La posizione dei pediatri britannici
Le mutilazioni genitali, secondo le autorità britanniche, sono “una procedura non medica che intenzionalmente modifica l’aspetto degli organi genitali femminili, causando anche lesioni”. Il piercing e le incisioni agli organi genitali sono classificati come ‘‘procedure dannose” e rientrano tra le mutilazioni genitali nelle linee guida dell’Oms pubblicate di recente. «Troppi bambini con piercing e tatuaggi», denunciano i pediatri britannici, «che possono avere un impatto serio sulla salute, portando a infezioni gravi (epatite o addirittura Hiv), e che anche sotto il profilo psicologico andrebbe gestito con molta cautela».
L’infibulazione nel mondo
Altro discorso chiaramente è l’infibulazione, che consiste nell'asportazione del clitoride (escissione del clitoride), delle piccole labbra e di parte delle grandi labbra vaginali con cauterizzazione, a cui segue la cucitura della vulva, lasciando aperto solo un foro per permettere la fuoriuscita dell'urina e del sangue mestruale. Sono 200 milioni nel mondo le donne e le adolescenti che hanno subito mutilazioni parziali o totali dei genitali femminili. Come altre pratiche la mutilazione degli organi genitali femminili (Mgf) sottende una concezione proprietaria della bambina, ragazza o donna. I rapporti sessuali, attraverso questa pratica, vengono impossibilitati fino alla defibulazione (cioè alla scucitura della vulva), effettuata direttamente dallo sposo prima della consumazione del matrimonio. Le puerpere, le vedove e le donne divorziate sono sottoposte a reinfibulazione con lo scopo di ripristinare la situazione prematrimoniale di purezza. In seguito a questa pratica i rapporti diventano dolorosi e difficoltosi, spesso insorgono cistiti, ritenzione urinaria e infezioni vaginali e possono presentarsi anche danni al momento del parto, con conseguente gravi per il nascituro.

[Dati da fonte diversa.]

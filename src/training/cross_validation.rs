//! Cross-validation splitters

use crate::error::{PipelineError, Result};
use rand::seq::SliceRandom;
use rand::SeedableRng;
use rand_chacha::ChaCha8Rng;
use serde::{Deserialize, Serialize};
use std::collections::BTreeMap;
use tracing::warn;

/// A single train/test split
#[derive(Debug, Clone)]
pub struct CVSplit {
    pub train_indices: Vec<usize>,
    pub test_indices: Vec<usize>,
    pub fold_idx: usize,
}

/// Stratified k-fold splitter over binary labels. Always seeded, so the same
/// labels and seed give the same folds.
#[derive(Debug, Clone)]
pub struct CrossValidator {
    n_splits: usize,
    shuffle: bool,
    random_state: u64,
}

impl CrossValidator {
    /// Stratified k-fold, shuffled within each class by `seed`
    pub fn stratified(n_splits: usize, seed: u64) -> Self {
        Self {
            n_splits,
            shuffle: true,
            random_state: seed,
        }
    }

    /// Keep samples in index order within each class
    pub fn without_shuffle(mut self) -> Self {
        self.shuffle = false;
        self
    }

    pub fn n_splits(&self) -> usize {
        self.n_splits
    }

    /// Generate train/test splits preserving the class ratio of `y` in every fold
    pub fn split(&self, y: &[u8]) -> Result<Vec<CVSplit>> {
        if self.n_splits < 2 {
            return Err(PipelineError::InvalidInput(
                "n_splits must be at least 2".to_string()
            ));
        }
        if y.len() < self.n_splits {
            return Err(PipelineError::InvalidInput(
                format!("n_samples ({}) must be >= n_splits ({})", y.len(), self.n_splits)
            ));
        }
        Ok(self.stratified_k_fold_split(y, self.n_splits, self.shuffle))
    }

    fn stratified_k_fold_split(&self, y: &[u8], n_splits: usize, shuffle: bool) -> Vec<CVSplit> {
        // Ordered by class so fold contents do not depend on hash order
        let mut class_indices: BTreeMap<u8, Vec<usize>> = BTreeMap::new();
        for (idx, &class) in y.iter().enumerate() {
            class_indices.entry(class).or_default().push(idx);
        }

        for (class, members) in &class_indices {
            if members.len() < n_splits {
                warn!(
                    class,
                    members = members.len(),
                    n_splits,
                    "class smaller than fold count, some folds will lack it"
                );
            }
        }

        if shuffle {
            let mut rng = ChaCha8Rng::seed_from_u64(self.random_state);
            for indices in class_indices.values_mut() {
                indices.shuffle(&mut rng);
            }
        }

        // Deal each class round-robin, continuing where the previous class
        // stopped so fold sizes differ by at most one
        let mut folds: Vec<Vec<usize>> = vec![Vec::new(); n_splits];
        let mut slot = 0;
        for indices in class_indices.values() {
            for &idx in indices {
                folds[slot % n_splits].push(idx);
                slot += 1;
            }
        }

        let mut splits = Vec::with_capacity(n_splits);
        for fold_idx in 0..n_splits {
            let mut test_indices = folds[fold_idx].clone();
            test_indices.sort_unstable();
            let mut train_indices: Vec<usize> = folds
                .iter()
                .enumerate()
                .filter(|(i, _)| *i != fold_idx)
                .flat_map(|(_, f)| f.iter().copied())
                .collect();
            train_indices.sort_unstable();

            splits.push(CVSplit {
                train_indices,
                test_indices,
                fold_idx,
            });
        }

        splits
    }
}

/// Cross-validation results
#[derive(Debug, Clone, Serialize, Deserialize)]
pub struct CVResults {
    /// Scores for each fold, in fold order
    pub scores: Vec<f64>,
    /// Mean score across folds
    pub mean_score: f64,
    /// Standard deviation of scores
    pub std_score: f64,
    /// Number of folds
    pub n_folds: usize,
}

impl CVResults {
    /// Create CV results from fold scores.
    ///
    /// Sums are taken over the sorted scores so the mean is bit-identical
    /// for any fold ordering.
    pub fn from_scores(scores: Vec<f64>) -> Self {
        let n_folds = scores.len();
        if n_folds == 0 {
            return Self { scores, mean_score: 0.0, std_score: 0.0, n_folds };
        }

        let mut sorted = scores.clone();
        sorted.sort_by(f64::total_cmp);

        let mean_score = sorted.iter().sum::<f64>() / n_folds as f64;
        let variance = sorted.iter().map(|s| (s - mean_score).powi(2)).sum::<f64>() / n_folds as f64;
        let std_score = variance.sqrt();

        Self {
            scores,
            mean_score,
            std_score,
            n_folds,
        }
    }
}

Casi in aumento in Gran Bretagna
Solo in Gran Bretagna questo anno si sono registrati 5300 nuovi casi e 6000 l’anno scorso, ma il censimento è iniziato da relativamente poco tempo per evidenziare un trend (che comunque rispetto ad anni fa risulta in crescita). Intanto a Nairobi, pochi mesi fa, sono stati effettuati una serie di delicati interventi ricostruttivi per restituire la femminilità, il piacere, la sessualità e la salute a 40 donne keniane che avevano subito infibulazione. La reale dimensione di questo rito continua però a essere impressionante. Ma a prescindere dalle leggi – come la Risoluzione ONU che prevede la messa al bando universale delle mutilazioni genitali femminili – è necessario agire sulla scolarizzazione e sulle campagne culturali e di sensibilizzazione che sono raccontate sui social con l'hashtag #endFGM. In questo contesto la luce che ha acceso Enedina Vance evidenzia uno degli aspetti (non l’unico) sui quali si dovrebbe iniziare a riflettere: i figli e le figlie non sono nostri, mai.